Items from a dataset –
◇ ◇ ◇

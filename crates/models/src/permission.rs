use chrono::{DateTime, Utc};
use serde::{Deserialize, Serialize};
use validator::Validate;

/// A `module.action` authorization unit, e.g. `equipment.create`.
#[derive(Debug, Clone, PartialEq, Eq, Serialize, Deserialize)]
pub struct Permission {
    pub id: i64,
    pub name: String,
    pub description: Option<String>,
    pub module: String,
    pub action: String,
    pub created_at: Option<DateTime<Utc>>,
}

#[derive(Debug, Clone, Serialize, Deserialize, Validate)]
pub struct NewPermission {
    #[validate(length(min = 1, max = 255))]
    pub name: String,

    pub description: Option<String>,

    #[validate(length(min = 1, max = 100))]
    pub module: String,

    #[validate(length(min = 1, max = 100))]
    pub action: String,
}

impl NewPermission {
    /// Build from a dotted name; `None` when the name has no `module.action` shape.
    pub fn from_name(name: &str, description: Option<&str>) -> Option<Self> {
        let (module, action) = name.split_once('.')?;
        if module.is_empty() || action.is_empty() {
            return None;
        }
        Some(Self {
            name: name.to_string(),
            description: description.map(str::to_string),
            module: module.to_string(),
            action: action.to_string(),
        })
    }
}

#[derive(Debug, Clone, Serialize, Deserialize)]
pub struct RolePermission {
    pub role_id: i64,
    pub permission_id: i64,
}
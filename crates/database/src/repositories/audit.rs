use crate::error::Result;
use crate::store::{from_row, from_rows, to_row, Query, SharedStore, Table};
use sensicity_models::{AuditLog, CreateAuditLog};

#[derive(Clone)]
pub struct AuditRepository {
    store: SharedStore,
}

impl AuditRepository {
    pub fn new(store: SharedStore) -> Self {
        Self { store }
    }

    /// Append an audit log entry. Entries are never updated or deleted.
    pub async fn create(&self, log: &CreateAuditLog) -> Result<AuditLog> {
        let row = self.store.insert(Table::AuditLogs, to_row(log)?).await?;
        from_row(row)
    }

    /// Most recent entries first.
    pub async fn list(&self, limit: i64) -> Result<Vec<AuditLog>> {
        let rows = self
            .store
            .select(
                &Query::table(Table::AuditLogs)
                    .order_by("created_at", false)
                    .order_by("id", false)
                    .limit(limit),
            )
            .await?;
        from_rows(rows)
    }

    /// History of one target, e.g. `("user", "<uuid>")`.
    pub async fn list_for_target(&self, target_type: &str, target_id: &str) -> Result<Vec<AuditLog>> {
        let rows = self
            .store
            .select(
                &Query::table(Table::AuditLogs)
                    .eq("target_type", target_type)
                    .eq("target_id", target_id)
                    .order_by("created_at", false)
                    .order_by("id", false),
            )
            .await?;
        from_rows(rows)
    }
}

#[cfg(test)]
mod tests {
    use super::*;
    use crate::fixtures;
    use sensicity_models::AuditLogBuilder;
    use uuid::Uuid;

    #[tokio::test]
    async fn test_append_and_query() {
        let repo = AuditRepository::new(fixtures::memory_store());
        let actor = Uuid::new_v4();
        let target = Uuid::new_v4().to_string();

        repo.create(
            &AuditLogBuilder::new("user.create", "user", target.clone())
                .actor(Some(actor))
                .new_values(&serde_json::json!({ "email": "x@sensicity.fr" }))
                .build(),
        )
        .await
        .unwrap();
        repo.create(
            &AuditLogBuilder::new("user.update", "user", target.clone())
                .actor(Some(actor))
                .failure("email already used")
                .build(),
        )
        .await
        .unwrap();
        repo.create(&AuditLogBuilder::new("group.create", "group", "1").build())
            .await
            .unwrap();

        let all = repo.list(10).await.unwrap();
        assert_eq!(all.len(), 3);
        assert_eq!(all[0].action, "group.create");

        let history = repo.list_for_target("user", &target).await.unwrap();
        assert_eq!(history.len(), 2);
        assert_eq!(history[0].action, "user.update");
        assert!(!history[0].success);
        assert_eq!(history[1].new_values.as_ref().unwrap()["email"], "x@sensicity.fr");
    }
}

◇ ◇ ◇

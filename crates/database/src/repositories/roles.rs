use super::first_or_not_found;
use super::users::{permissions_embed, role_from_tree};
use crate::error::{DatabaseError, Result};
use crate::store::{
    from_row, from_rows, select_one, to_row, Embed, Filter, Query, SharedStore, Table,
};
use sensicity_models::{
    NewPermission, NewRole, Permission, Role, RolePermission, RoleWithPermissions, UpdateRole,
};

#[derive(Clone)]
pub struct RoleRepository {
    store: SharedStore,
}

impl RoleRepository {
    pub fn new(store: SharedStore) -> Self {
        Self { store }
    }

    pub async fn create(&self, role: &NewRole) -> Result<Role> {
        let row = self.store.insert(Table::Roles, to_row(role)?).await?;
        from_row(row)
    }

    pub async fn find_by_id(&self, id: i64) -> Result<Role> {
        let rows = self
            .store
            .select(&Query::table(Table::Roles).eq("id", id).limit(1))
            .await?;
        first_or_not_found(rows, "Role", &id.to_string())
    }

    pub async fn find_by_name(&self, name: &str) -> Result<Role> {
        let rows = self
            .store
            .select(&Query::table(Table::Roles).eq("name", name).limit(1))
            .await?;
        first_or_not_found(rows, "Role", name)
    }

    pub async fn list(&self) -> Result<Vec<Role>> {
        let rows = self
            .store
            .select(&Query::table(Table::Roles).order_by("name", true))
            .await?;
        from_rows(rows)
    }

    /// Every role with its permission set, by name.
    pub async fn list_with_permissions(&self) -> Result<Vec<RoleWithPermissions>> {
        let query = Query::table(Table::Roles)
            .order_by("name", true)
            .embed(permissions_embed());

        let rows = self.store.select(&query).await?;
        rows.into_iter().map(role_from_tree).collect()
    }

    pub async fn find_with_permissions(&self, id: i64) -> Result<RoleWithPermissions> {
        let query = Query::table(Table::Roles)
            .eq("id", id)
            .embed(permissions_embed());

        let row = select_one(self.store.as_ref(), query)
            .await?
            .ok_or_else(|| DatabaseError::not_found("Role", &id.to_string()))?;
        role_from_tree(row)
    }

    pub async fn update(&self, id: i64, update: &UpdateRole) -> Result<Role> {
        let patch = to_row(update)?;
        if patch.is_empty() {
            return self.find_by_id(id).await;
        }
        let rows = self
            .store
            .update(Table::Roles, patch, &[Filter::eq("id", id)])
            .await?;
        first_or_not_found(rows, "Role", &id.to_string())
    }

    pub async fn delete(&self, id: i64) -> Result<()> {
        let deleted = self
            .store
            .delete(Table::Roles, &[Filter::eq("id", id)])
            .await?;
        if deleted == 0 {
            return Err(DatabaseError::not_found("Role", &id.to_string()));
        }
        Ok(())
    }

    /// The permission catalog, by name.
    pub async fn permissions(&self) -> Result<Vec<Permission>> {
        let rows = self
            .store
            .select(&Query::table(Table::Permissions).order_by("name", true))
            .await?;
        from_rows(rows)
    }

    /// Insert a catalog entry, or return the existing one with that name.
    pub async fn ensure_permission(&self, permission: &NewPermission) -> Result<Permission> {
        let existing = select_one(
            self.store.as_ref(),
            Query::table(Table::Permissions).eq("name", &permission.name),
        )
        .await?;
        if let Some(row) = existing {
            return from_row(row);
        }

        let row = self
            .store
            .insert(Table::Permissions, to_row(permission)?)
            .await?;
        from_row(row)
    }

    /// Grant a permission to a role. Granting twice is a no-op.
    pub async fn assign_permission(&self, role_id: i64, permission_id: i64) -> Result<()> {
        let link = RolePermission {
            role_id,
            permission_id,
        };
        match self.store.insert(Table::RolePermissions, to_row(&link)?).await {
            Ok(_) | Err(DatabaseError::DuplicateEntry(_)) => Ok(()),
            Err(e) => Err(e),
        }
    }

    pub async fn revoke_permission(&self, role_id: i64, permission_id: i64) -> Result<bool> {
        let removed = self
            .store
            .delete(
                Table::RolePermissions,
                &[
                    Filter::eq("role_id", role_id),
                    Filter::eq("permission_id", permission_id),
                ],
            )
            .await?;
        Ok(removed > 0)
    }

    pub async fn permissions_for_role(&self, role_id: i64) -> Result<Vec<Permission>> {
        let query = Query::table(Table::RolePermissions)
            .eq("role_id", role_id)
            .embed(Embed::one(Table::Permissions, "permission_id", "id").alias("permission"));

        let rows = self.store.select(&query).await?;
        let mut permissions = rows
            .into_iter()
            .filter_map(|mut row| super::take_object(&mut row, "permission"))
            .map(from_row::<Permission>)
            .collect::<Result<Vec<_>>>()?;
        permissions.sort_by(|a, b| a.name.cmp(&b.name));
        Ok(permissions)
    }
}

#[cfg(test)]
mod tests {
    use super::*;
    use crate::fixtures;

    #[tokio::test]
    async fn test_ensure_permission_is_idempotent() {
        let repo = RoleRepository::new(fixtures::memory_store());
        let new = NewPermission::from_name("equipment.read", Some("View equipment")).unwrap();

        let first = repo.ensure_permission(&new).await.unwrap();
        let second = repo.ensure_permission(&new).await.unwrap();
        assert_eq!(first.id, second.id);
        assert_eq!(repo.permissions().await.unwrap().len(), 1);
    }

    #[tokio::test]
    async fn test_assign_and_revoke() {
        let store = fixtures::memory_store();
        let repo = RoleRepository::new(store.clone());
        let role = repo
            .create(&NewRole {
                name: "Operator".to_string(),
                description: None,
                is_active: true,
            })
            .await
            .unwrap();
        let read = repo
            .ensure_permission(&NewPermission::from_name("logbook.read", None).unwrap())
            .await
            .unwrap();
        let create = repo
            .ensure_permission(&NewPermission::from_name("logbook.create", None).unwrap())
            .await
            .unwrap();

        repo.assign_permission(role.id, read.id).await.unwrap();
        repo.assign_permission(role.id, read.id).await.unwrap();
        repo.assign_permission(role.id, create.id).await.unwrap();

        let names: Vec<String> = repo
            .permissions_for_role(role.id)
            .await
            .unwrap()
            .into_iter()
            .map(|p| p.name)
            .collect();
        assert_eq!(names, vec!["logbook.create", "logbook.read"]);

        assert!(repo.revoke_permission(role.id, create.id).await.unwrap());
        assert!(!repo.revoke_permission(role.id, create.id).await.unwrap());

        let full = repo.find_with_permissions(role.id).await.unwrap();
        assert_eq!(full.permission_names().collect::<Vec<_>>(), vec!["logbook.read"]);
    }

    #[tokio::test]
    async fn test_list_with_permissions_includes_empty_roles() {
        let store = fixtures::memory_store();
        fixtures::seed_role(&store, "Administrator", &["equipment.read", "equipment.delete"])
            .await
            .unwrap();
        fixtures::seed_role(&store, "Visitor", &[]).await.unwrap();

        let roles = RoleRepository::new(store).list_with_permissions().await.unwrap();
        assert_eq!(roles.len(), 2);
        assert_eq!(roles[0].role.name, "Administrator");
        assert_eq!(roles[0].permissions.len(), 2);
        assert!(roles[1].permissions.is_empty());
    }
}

◇ ◇ ◇

Among the lines above, find those with the word "Option". Copy them.

    pub description: Option<String>,
    pub created_at: Option<DateTime<Utc>>,
    pub description: Option<String>,
    pub fn from_name(name: &str, description: Option<&str>) -> Option<Self> {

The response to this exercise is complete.